Once the fire was brought under control, firefighters recovered the body of a middle-aged man in a living room about 8 feet from the front door. Authorities have not yet determined that the victim is Sproul, though Spofford and the Sproul family are confident that it was him. McCausland said he also believes the victim was Sproul but won’t know definitively until the conclusion of an autopsy by the medical examiner’s office.
McCausland said an investigator from the state fire marshal’s office was unable to determine the cause of the fire because of the extent of the near-total devastation to the home.
“Unless something turns up, it is likely this investigation is over,” said McCausland.
Sproul’s son, Adam Sproul, who was at the scene Wednesday afternoon with other family members, said he received word of the fire early Wednesday morning. Adam Sproul is a member of the Boothbay Fire Department, but wasn’t called to the fire because he was in the Portland area, where he is taking classes at Southern Maine Community College.

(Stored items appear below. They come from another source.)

use std::collections::BTreeMap;
use std::time::Duration;

use hidebox_core_types::markers::{
    is_managed_class, HIDDEN_BY_ATTR, HIDDEN_BY_VALUE, HIDDEN_CLASS, ORIGINAL_DISPLAY_ATTR,
    PLACEHOLDER_CLASS, PLACEHOLDER_FOR_ATTR, RULE_ID_ATTR, SELECTION_UI_CLASSES, STYLESHEET_ID,
};
use hidebox_core_types::Rule;
use hidebox_dom::{DocumentHandle, MutationRecord, NodeId, StyleRule};
use tokio::time::Instant;
use tracing::{debug, info, trace, warn};

use crate::debounce::{Debouncer, DEFAULT_DEBOUNCE};
use crate::errors::HiderError;
use crate::stats::{HiderStats, RuleStats};

#[derive(Debug, Clone)]
pub struct HiderConfig {
    /// Quiet period after the last relevant insertion before reapplying.
    pub debounce: Duration,
    /// Insert a visible marker before each hidden element.
    pub show_placeholders: bool,
}

impl Default for HiderConfig {
    fn default() -> Self {
        Self {
            debounce: DEFAULT_DEBOUNCE,
            show_placeholders: false,
        }
    }
}

/// Live bookkeeping for one applied rule.
#[derive(Debug, Clone)]
pub struct HideRecord {
    pub selector: String,
    pub rule: Rule,
    pub elements: Vec<NodeId>,
}

/// Whether HideBox itself inserted `node` (placeholders, selection UI and
/// anything nested in the selection UI).
pub fn is_own_node(doc: &dyn DocumentHandle, node: NodeId) -> bool {
    if doc.class_list(node).iter().any(|class| is_managed_class(class)) {
        return true;
    }
    let mut current = doc.parent_element(node);
    while let Some(ancestor) = current {
        if doc
            .class_list(ancestor)
            .iter()
            .any(|class| SELECTION_UI_CLASSES.contains(&class.as_str()))
        {
            return true;
        }
        current = doc.parent_element(ancestor);
    }
    false
}

/// Keeps every element matched by an active rule hidden.
///
/// The selectors in the managed stylesheet and the keys of `records` are
/// always the same set. While inactive both are empty and the rules wait in
/// `suspended` until reactivation.
#[derive(Debug)]
pub struct ElementHider {
    records: Vec<HideRecord>,
    suspended: Vec<Rule>,
    placeholders: BTreeMap<NodeId, Vec<NodeId>>,
    active: bool,
    show_placeholders: bool,
    debouncer: Debouncer,
}

impl Default for ElementHider {
    fn default() -> Self {
        Self::new(HiderConfig::default())
    }
}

Adam Sproul said his father has lived on Sproul Lane for 23 years and once ran it as an 80-acre farm with several varieties of animals. In his younger years, Mike Sproul was an aircraft mechanic for the Air Force working on A-10 Thunderbolt jets. Adam Sproul said among the rubble from his father’s home, he found a half-burned certificate from the Air Force from when Sproul was named a master sergeant.
“It’s one of the only things that’s left,” he said.
Later in life, Sproul worked for the Boothbay post office, but he retired several years ago due to a medical disability, said Adam Sproul. Among the elder Sproul’s passions in years past were training and hunting for birds with his dogs and doing odd jobs around the farm.
Chief Spofford said he graduated from Boothbay Regional High School with Sproul in 1976. Spofford described Sproul as a likeable guy who in recent years has mostly kept to himself.
“I hadn’t seen much of him recently,” said Spofford. “He was a quiet guy.”
Spofford said fire crews from Southport, Boothbay Harbor and Edgecomb responded to the call and that at one point there were more than 40 firefighters at the scene. It took about two hours to douse the blaze. Early on, Spofford and others were worried about a propane tank that sat alongside the home, but it didn’t end up causing a problem.
Spofford estimated that it has been at least 30 years since there was a fatal fire in Boothbay. McCausland said this is the sixth fatal fire in Maine this year.